Les amants de la Toussaint de Juan Gabriel Vásquez

Par Noann

De JGV, Mathias Enard a dit « l’un des plus grands auteurs d’aujourd’hui, tous territoires confondus. » Quand un écrivain parle ainsi d’un confrère, c’est chelou. Et ma foi…

Il s’agit donc d’un recueil de nouvelles.

La première parle de mort et de chasse. (je résume fortement)

La seconde parle d’amour et de chasse.

La troisième parle de chasse et de chasse.

La quatrième parle d’une dame qui a commis un meurtre.

La cinquième… Je me suis endormi.

La sixième… Je ne suis point maso.

Je n’ai rien trouvé de folichon dans ce bouquin, sauf la jolie couverture en papier glacé. Il faut dire que je ne suis pas le bon candidat… Voici donc un auteur colombien, qui vit à Barcelone, écrit dans sa langue natale, l’espagnol, est traduit en français par une Parisienne. Et ça se passe à Aywaille, un petit bled de Belgique. Précisément là où j’habite. Dès le départ j’étais sceptique, tout en laissant une chance. De ce recueil, l’émission de télé (belge) « Mille-feuilles » dit ceci : « Ce roman est l’un des plus beau livre romanesque écrit sur les Ardennes belges. » ( copie conforme – remarquons l’orthographe!). Je ne partage point cet avis. Cette région, que je connais fort bien, je ne l’aurais pas reconnue si elle n’était nommée.
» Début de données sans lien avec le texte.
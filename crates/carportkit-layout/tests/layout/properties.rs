//! Property-based invariants of the layout engine.
//!
//! 1. Post derivation is deterministic and its count follows the depth band.
//! 2. Two panels never join the same pair of posts.
//! 3. Removing a post leaves no panel pointing at it.
//! 4. Disabling the storage room leaves no reserved storage walls.
//! 5. Share encoding round-trips any valid configuration.
//! 6. Perimeter constraint always lands on the footprint boundary.

use std::collections::HashSet;

use carportkit_layout::model::{
    CustomPanelKind, CustomPost, PostId, RoofType, StoragePosition, StorageRoomConfig,
};
use carportkit_layout::palette::PALETTE;
use carportkit_layout::store::is_storage_panel_id;
use carportkit_layout::{
    decode_config, derive_posts, encode_config, ConfigStore, Configuration, PlacementController,
};
use proptest::prelude::*;

// ── Helpers ─────────────────────────────────────────────────────────────

fn tenths(lo: u32, hi: u32) -> impl Strategy<Value = f64> {
    (lo..=hi).prop_map(|n| n as f64 / 10.0)
}

fn position_strategy() -> impl Strategy<Value = StoragePosition> {
    prop_oneof![
        Just(StoragePosition::Back),
        Just(StoragePosition::Left),
        Just(StoragePosition::Right),
    ]
}

fn storage_strategy() -> impl Strategy<Value = StorageRoomConfig> {
    (any::<bool>(), position_strategy(), tenths(10, 50)).prop_map(|(enabled, position, depth)| {
        StorageRoomConfig {
            enabled,
            position,
            depth,
        }
    })
}

fn roof_strategy() -> impl Strategy<Value = RoofType> {
    prop_oneof![
        Just(RoofType::Metal),
        Just(RoofType::Glass),
        Just(RoofType::Polycarbonate),
    ]
}

fn config_strategy() -> impl Strategy<Value = Configuration> {
    (
        tenths(30, 80),
        tenths(40, 80),
        tenths(22, 35),
        0..PALETTE.len(),
        roof_strategy(),
        storage_strategy(),
        prop::collection::vec((-40i32..=40, -40i32..=40), 0..4),
    )
        .prop_map(|(width, depth, height, color, roof_type, storage, posts)| {
            let mut config = Configuration {
                width,
                depth,
                height,
                color: PALETTE[color].hex.to_string(),
                roof_type,
                storage_room: storage,
                ..Configuration::default()
            };
            config.custom_posts = posts
                .into_iter()
                .enumerate()
                .map(|(i, (x, z))| CustomPost {
                    id: PostId::new(format!("post-{}", i + 1)),
                    x: x as f64 / 10.0,
                    z: z as f64 / 10.0,
                })
                .collect();
            config
        })
}

fn unordered(a: &PostId, b: &PostId) -> (PostId, PostId) {
    if a <= b {
        (a.clone(), b.clone())
    } else {
        (b.clone(), a.clone())
    }
}

// ═════════════════════════════════════════════════════════════════════════
// 1. Post derivation
// ═════════════════════════════════════════════════════════════════════════

proptest! {
    #[test]
    fn derive_posts_is_deterministic(
        width in tenths(30, 80),
        depth in tenths(40, 80),
        storage in storage_strategy(),
    ) {
        let first = derive_posts(width, depth, &storage);
        let second = derive_posts(width, depth, &storage);
        prop_assert_eq!(first, second);
    }

    #[test]
    fn post_count_follows_depth_band(
        width in tenths(30, 80),
        depth in tenths(40, 80),
        storage in storage_strategy(),
    ) {
        let base = if depth < 5.0 {
            4
        } else if depth < 6.0 {
            6
        } else if storage.enabled {
            8
        } else {
            9
        };
        let expected = base + if storage.enabled { 2 } else { 0 };
        prop_assert_eq!(derive_posts(width, depth, &storage).len(), expected);
    }

    #[test]
    fn structural_ids_are_unique(
        width in tenths(30, 80),
        depth in tenths(40, 80),
        storage in storage_strategy(),
    ) {
        let posts = derive_posts(width, depth, &storage);
        let ids: HashSet<&str> = posts.iter().map(|p| p.id.as_str()).collect();
        prop_assert_eq!(ids.len(), posts.len());
    }
}

// ═════════════════════════════════════════════════════════════════════════
// 2-4. Store invariants
// ═════════════════════════════════════════════════════════════════════════

proptest! {
    #[test]
    fn panels_never_share_a_post_pair(
        pairs in prop::collection::vec((0usize..9, 0usize..9), 1..20),
    ) {
        let mut store = ConfigStore::new();
        let posts = store.structural_posts();
        let mut expected = HashSet::new();
        for (i, j) in pairs {
            let (a, b) = (&posts[i].id, &posts[j].id);
            let result = store.add_custom_panel(a, b, CustomPanelKind::Slats);
            if i == j {
                prop_assert!(result.is_err());
            } else {
                prop_assert!(result.is_ok());
                expected.insert(unordered(a, b));
            }
        }

        let config = store.config();
        let actual: HashSet<_> = config
            .custom_panels
            .iter()
            .map(|p| unordered(&p.start_post_id, &p.end_post_id))
            .collect();
        prop_assert_eq!(actual.len(), config.custom_panels.len());
        prop_assert_eq!(actual, expected);
    }

    #[test]
    fn removing_a_post_leaves_no_dangling_panel(
        points in prop::collection::vec((-20i32..=20, -30i32..=30), 1..5),
        pairs in prop::collection::vec((0usize..12, 0usize..12), 0..15),
        victim in 0usize..5,
    ) {
        let mut store = ConfigStore::new();
        for (x, z) in &points {
            store.add_custom_post(*x as f64 / 10.0, *z as f64 / 10.0);
        }
        let ids: Vec<PostId> = store.all_posts().into_iter().map(|p| p.id).collect();
        for (i, j) in pairs {
            let (a, b) = (&ids[i % ids.len()], &ids[j % ids.len()]);
            let _ = store.add_custom_panel(a, b, CustomPanelKind::Solid);
        }

        let victim = ids[victim % points.len()].clone();
        prop_assert!(store.remove_custom_post(&victim).is_some());
        let config = store.config();
        prop_assert!(config.custom_panels.iter().all(|p| !p.references(&victim)));
        prop_assert!(config.custom_posts.iter().all(|p| p.id != victim));
    }

    #[test]
    fn disabling_storage_clears_reserved_walls(
        history in prop::collection::vec(storage_strategy(), 1..6),
        position in position_strategy(),
    ) {
        let mut store = ConfigStore::new();
        for storage in history {
            store.set_storage_room(storage);
            let reserved = store
                .config()
                .custom_panels
                .iter()
                .filter(|p| is_storage_panel_id(p.id.as_str()))
                .count();
            prop_assert_eq!(reserved, if storage.enabled { 4 } else { 0 });
        }
        store.set_storage_room(StorageRoomConfig {
            enabled: false,
            position,
            depth: 1.5,
        });
        prop_assert!(store
            .config()
            .custom_panels
            .iter()
            .all(|p| !is_storage_panel_id(p.id.as_str())));
    }
}

// ═════════════════════════════════════════════════════════════════════════
// 5. Share round-trip
// ═════════════════════════════════════════════════════════════════════════

proptest! {
    #[test]
    fn share_encoding_round_trips(config in config_strategy()) {
        let encoded = encode_config(&config).unwrap();
        prop_assert_eq!(decode_config(&encoded), Some(config));
    }
}

// ═════════════════════════════════════════════════════════════════════════
// 6. Perimeter constraint
// ═════════════════════════════════════════════════════════════════════════

proptest! {
    #[test]
    fn constrained_points_lie_on_boundary(
        width in tenths(30, 80),
        depth in tenths(40, 80),
        x in -100.0f64..100.0,
        z in -100.0f64..100.0,
    ) {
        let config = Configuration { width, depth, ..Configuration::default() };
        let p = PlacementController::default().constrain_to_perimeter(&config, x, z);
        let (hw, hd) = (width / 2.0, depth / 2.0);
        prop_assert!(p.x.abs() <= hw + 1e-9 && p.y.abs() <= hd + 1e-9);
        let on_x_edge = (p.x.abs() - hw).abs() < 1e-9;
        let on_z_edge = (p.y.abs() - hd).abs() < 1e-9;
        prop_assert!(on_x_edge || on_z_edge);
    }

    #[test]
    fn snapped_values_sit_on_grid(value in -50.0f64..50.0) {
        let snapped = PlacementController::default().snap_to_grid(value);
        prop_assert!((snapped * 2.0 - (snapped * 2.0).round()).abs() < 1e-9);
        prop_assert!((snapped - value).abs() <= 0.25 + 1e-9);
    }
}
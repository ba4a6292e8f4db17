//! Error handling for carportkit
//!
//! Provides error types for all layers of the configurator:
//! - Layout errors (posts, panels, features, dimensions)
//! - Share errors (decoding a configuration from a shared link)
//!
//! All error types use `thiserror` for ergonomic error handling.

use thiserror::Error;

/// Layout error type
///
/// Represents rejected edits to the structural layout: references to posts,
/// panels or features that do not exist, degenerate spans and dimensions
/// outside the supported range.
#[derive(Error, Debug, Clone, PartialEq)]
pub enum LayoutError {
    /// A post id resolved to neither a custom nor a structural post
    #[error("Unknown post: {id}")]
    UnknownPost {
        /// The post id that failed to resolve.
        id: String,
    },

    /// A panel id did not match any panel
    #[error("Unknown panel: {id}")]
    UnknownPanel {
        /// The panel id that failed to resolve.
        id: String,
    },

    /// A feature id did not match any feature on its panel
    #[error("Unknown feature {feature_id} on panel {panel_id}")]
    UnknownFeature {
        /// The owning panel id.
        panel_id: String,
        /// The feature id that failed to resolve.
        feature_id: String,
    },

    /// A panel would connect a post to itself or to a coincident post
    #[error("Degenerate panel between {start} and {end}")]
    DegeneratePanel {
        /// Start post id.
        start: String,
        /// End post id.
        end: String,
    },

    /// A dimension is outside its supported range
    #[error("Invalid {name}: {value} (expected {min}..={max})")]
    InvalidDimension {
        /// The dimension name (width, depth, height, storage depth).
        name: &'static str,
        /// The rejected value.
        value: f64,
        /// Lower bound.
        min: f64,
        /// Upper bound.
        max: f64,
    },
}

/// Share error type
///
/// Represents failures while decoding a configuration from a shared link.
/// Callers at the UI boundary turn these into "no configuration".
#[derive(Error, Debug, Clone, PartialEq)]
pub enum ShareError {
    /// The link carried no configuration parameter
    #[error("No '{param}' parameter in link")]
    MissingParameter {
        /// The expected query parameter name.
        param: String,
    },

    /// The parameter is not valid base64
    #[error("Invalid encoding: {reason}")]
    InvalidEncoding {
        /// The decoder message.
        reason: String,
    },

    /// The decoded bytes are not JSON
    #[error("Invalid JSON: {reason}")]
    InvalidJson {
        /// The parser message.
        reason: String,
    },

    /// A required field is missing or has the wrong primitive type
    #[error("Invalid configuration: field '{field}' {reason}")]
    InvalidShape {
        /// The offending field name as it appears on the wire.
        field: &'static str,
        /// What was wrong with it.
        reason: &'static str,
    },

    /// The configuration could not be encoded
    #[error("Failed to encode configuration: {reason}")]
    EncodeFailed {
        /// The serializer message.
        reason: String,
    },
}

/// Main error type for carportkit
///
/// A unified error type that can represent any error from all layers.
#[derive(Error, Debug)]
pub enum Error {
    /// Layout error
    #[error(transparent)]
    Layout(#[from] LayoutError),

    /// Share error
    #[error(transparent)]
    Share(#[from] ShareError),

    /// Standard I/O error
    #[error("I/O error: {0}")]
    Io(#[from] std::io::Error),

    /// Generic error
    #[error("{0}")]
    Other(String),
}

impl Error {
    /// Create an error from a string message
    pub fn other(msg: impl Into<String>) -> Self {
        Error::Other(msg.into())
    }

    /// Check if this is a layout error
    pub fn is_layout_error(&self) -> bool {
        matches!(self, Error::Layout(_))
    }

    /// Check if this is a share error
    pub fn is_share_error(&self) -> bool {
        matches!(self, Error::Share(_))
    }
}

/// Result type using Error
pub type Result<T> = std::result::Result<T, Error>;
D’ailleurs remplacez Aywaille par Vladivostok et bière par vodka, et vous avez un roman russe.

Mais mon reproche principal ira au style, et quelques exemples valent mieux que des palabres:

Des métaphores subtiles :

« Au bout de quelques secondes, le téléphone a cessé, un peu comme une truite agonisant sur la berge »

« Il était douloureux de parler de l’amour comme d’un chien échappé de la maison en pleine nuit pendant qu’elle était seule »

De précieux détails anatomiques :

« J’ai vu Michelle devant moi, un mouchoir en papier serré dans sa main droite, à hauteur du triangle du pubis. »

Des personnages aux facultés auditives étonnantes :

« J’entendais le murmure de l’eau ruisselant sur Michelle »

« J’ai fermé les yeux pour ne pas entendre la voix qui, peut-être, voulait me parler »

Des dialogues savoureux :

« - je voulais essayer avec toi. Hier j’ai passé la soirée à essayer toute seule » (précision: cela n’a rien d’érotique, enfin je ne crois pas…)

« - Ne dis pas ça. Nos postes se valent. Ce sont des planques pour vieux chasseurs parce que nous sommes de vieux chasseurs. »

Bref, les bizarreries ne manquent pas. Tant au point de vue du style que du contenu, tout semble un peu composé, avec peu de conviction et pas mal d’aberrations. Au fait, en Belgique on dit septante et pas soixante-dix. Mais si ce n’était que ça… A moins d’être méchamment sponsorisé par la maison d’édition ou l’agence de presse, on aura du mal à se laisser emporter par ce bouquin où tout, ou presque, est superficiel et sans ampleur. Même le milieu de la chasse est décrit de façon sommaire et peu convaincante. Les chasseurs de JVG ne ressemblent en rien à ces abrutis qui déambulent avec leurs Range Rover et Cayennes, boivent comme des trous et sont une vraie menace pour la tranquillité publique.

Allez, encore un extrait, c’est bon pour le moral :

« Personne ne comprenait pourquoi on ne la découvrait jamais au même endroit dans l’immense maison ni pour quelle raison elle passait ses étés à vagabonder sur les trois hectares de terrain, comme un chat qui urine pour marquer son territoire »

Les amants de la Toussaint de Juan Gabriel Vásquez. Éditions du Seuil.